Michał Majewski 1, Andrzej Kułach 1,, Anna Drzewiecka 2, Rafał Gardas 2, Krzysztof S Gołba 2, Zbigniew Gąsior 1
PMCID: PMC8078945  PMID: 33881769

A 64-year-old male with congestive heart failure and an implantable cardioverter-defibrillator in place with a 3-month history of febrile, fatigue, cough, and weight loss was referred with a suspicion of cardiac device-related infective endocarditis which was confirmed with a blood culture (Streptococcus gallolyticus).

Transthoracic echocardiography (TTE) and transesophageal echocardiography showed reduced left ventricular ejection fraction (25%), moderate tricuspid regurgitation with no features of vegetation, floating masses on the pulmonary valve (PV) causing functional PV stenosis with severe regurgitation (Vmax 2.1 m/s, PHT 228 ms; Fig. 1A, B), and an oscillating mass on the atrial lead (Fig. 1C). Cardiac computed tomography (CT) revealed a widening of the pulmonary trunk with emboli at the bifurcation. The patient received empirical (vancomycin, gentamicin) and subsequently targeted (vancomycin, ciprofloxacin) antibiotic therapy, followed by hardware removal with transvenous lead extraction (Libertor locking stylet and Byrd Sheath; Cook Vacsular Inc, USA; Fig. 1E). The patient had not qualified for PV surgery due to high procedural risk.

Figure 1.

Figure 1

A. Two-dimensional transthoracic echocardiography (2D TTE) parasternal short-axis view at the level of the great vessels: vegetation is visible at the pulmonary artery valve (main pulmonary artery focused projection); B. 2D TTE focused on the pulmonary valve; C. Large vegetation (22 × 31 mm in size) in right ventricular outflow tract seen in transesophageal echocardiography (TEE); D. TEE showing atrial lead vegetation; E. Computed tomography scan showing multiple bilateral lung opacities mimicking malignancy that turned out to be inflammatory; F. Atrial lead vegetation (intraoperative photography).

After 3 weeks, peripheral pulmonary embolism was still observed in an angio-CT, along with lesions suspected for malignancy in both lungs (Fig. 1F), which was excluded by high-resolution CT and bronchofiberoscopy. At 3-month followup there was no fever, inflammatory markers were low, pulmonary lesions were resolved and TTE showed stable PV vegetation size.

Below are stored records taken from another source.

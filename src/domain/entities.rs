//! Typed views over the documents the backend persists.
//!
//! Documents live in a schemaless store; these records define the shape the
//! application reads and writes. Field names stay camelCase on the wire to
//! match what deployed controllers and dashboards already send.

use chrono::{DateTime, Utc};
use serde::{Deserialize, Serialize};
use uuid::Uuid;

use super::types::{ActionStatus, ActuatorKind, ActuatorState, CommandOrigin, SensorKind};

/// A monitored plant (one grow zone).
#[derive(Debug, Clone, Serialize, Deserialize)]
#[serde(rename_all = "camelCase")]
pub struct PlantRecord {
    pub plant_id: String,
    pub user_id: String,
    pub name: String,
    pub thresholds: Thresholds,
    pub created_at: DateTime<Utc>,
    pub updated_at: DateTime<Utc>,
}

/// Comfort envelope used by device-side automation.
#[derive(Debug, Clone, Default, Serialize, Deserialize)]
#[serde(rename_all = "camelCase")]
pub struct Thresholds {
    pub moisture_min: f64,
    pub moisture_max: f64,
    pub light_min: f64,
    pub light_max: f64,
    pub temp_min: f64,
    pub temp_max: f64,
    pub humidity_min: f64,
    pub humidity_max: f64,
}

/// A logical sensor attached to a plant, auto-created on first reading.
#[derive(Debug, Clone, Serialize, Deserialize)]
#[serde(rename_all = "camelCase")]
pub struct SensorRecord {
    pub sensor_id: String,
    pub plant_id: String,
    pub user_id: String,
    #[serde(rename = "type")]
    pub kind: SensorKind,
    pub description: String,
    pub created_at: DateTime<Utc>,
}

/// One time-series sample from one sensor.
#[derive(Debug, Clone, Serialize, Deserialize)]
#[serde(rename_all = "camelCase")]
pub struct SensorReadingRecord {
    pub log_id: String,
    pub sensor_id: String,
    pub plant_id: String,
    #[serde(rename = "type")]
    pub kind: SensorKind,
    pub value: f64,
    pub timestamp: DateTime<Utc>,
}

/// Registered actuator hardware for a plant.
#[derive(Debug, Clone, Serialize, Deserialize)]
#[serde(rename_all = "camelCase")]
pub struct ActuatorRecord {
    pub actuator_id: String,
    pub plant_id: String,
    #[serde(rename = "type")]
    pub kind: ActuatorKind,
    pub description: String,
    pub created_at: DateTime<Utc>,
}

/// Durable record of one actuator action, written exactly once per command
/// and updated in place as the command settles.
#[derive(Debug, Clone, Serialize, Deserialize)]
#[serde(rename_all = "camelCase")]
pub struct ActionLogRecord {
    pub action_id: String,
    pub device_id: String,
    pub actuator: ActuatorKind,
    pub desired_state: ActuatorState,
    pub status: ActionStatus,
    pub origin: CommandOrigin,
    #[serde(skip_serializing_if = "Option::is_none")]
    pub correlation_id: Option<Uuid>,
    pub timestamp: DateTime<Utc>,
}

/// Raw per-zone readings in one environmental report. All fields optional:
/// controllers omit sensors they do not carry.
#[derive(Debug, Clone, Default, Serialize, Deserialize)]
#[serde(rename_all = "camelCase")]
pub struct SensorReadings {
    pub soil_moisture: Option<f64>,
    pub light: Option<f64>,
    pub temp: Option<f64>,
    pub humidity: Option<f64>,
    pub air_quality: Option<f64>,
}

impl SensorReadings {
    /// Present readings paired with their sensor kind, in report order.
    pub fn present(&self) -> Vec<(SensorKind, f64)> {
        let mut readings = Vec::new();
        if let Some(value) = self.soil_moisture {
            readings.push((SensorKind::SoilMoisture, value));
        }
        if let Some(value) = self.light {
            readings.push((SensorKind::Light, value));
        }
        if let Some(value) = self.temp {
            readings.push((SensorKind::Temperature, value));
        }
        if let Some(value) = self.humidity {
            readings.push((SensorKind::Humidity, value));
        }
        if let Some(value) = self.air_quality {
            readings.push((SensorKind::AirQuality, value));
        }
        readings
    }
}

/// Device-side automation outcomes reported alongside the readings.
#[derive(Debug, Clone, Copy, Default, Serialize, Deserialize)]
#[serde(rename_all = "camelCase")]
pub struct AutomationFlags {
    pub water_on: bool,
    pub light_on: bool,
    pub fan_on: bool,
}

impl AutomationFlags {
    /// Actuators the device switched on by itself during this report.
    pub fn triggered(&self) -> Vec<ActuatorKind> {
        let mut kinds = Vec::new();
        if self.water_on {
            kinds.push(ActuatorKind::Water);
        }
        if self.light_on {
            kinds.push(ActuatorKind::Light);
        }
        if self.fan_on {
            kinds.push(ActuatorKind::Fan);
        }
        kinds
    }
}

/// One full environmental report pushed by a controller.
#[derive(Debug, Clone, Serialize, Deserialize)]
#[serde(rename_all = "camelCase")]
pub struct EnvironmentalReport {
    pub plant_id: String,
    pub user_id: String,
    pub sensors: SensorReadings,
    #[serde(default)]
    pub automation: AutomationFlags,
    #[serde(default = "Utc::now")]
    pub recorded_at: DateTime<Utc>,
}
//! Scheduled background jobs, run on apalis workers fed by cron streams.

mod retention;

pub use retention::{
    RetentionContext, RetentionSweepJob, SweepOutcome, run_retention_sweep,
};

We described a rare case of lead-related infective endocarditis with co-existing PV vegetations and no tricuspid valve involvement. Complete hardware removal and antimicrobial therapy turned out to be a sufficient treatment option. Large vegetations with numerous pulmonary emboli can be effectively treated non-surgically if a patient is hemodynamically stable.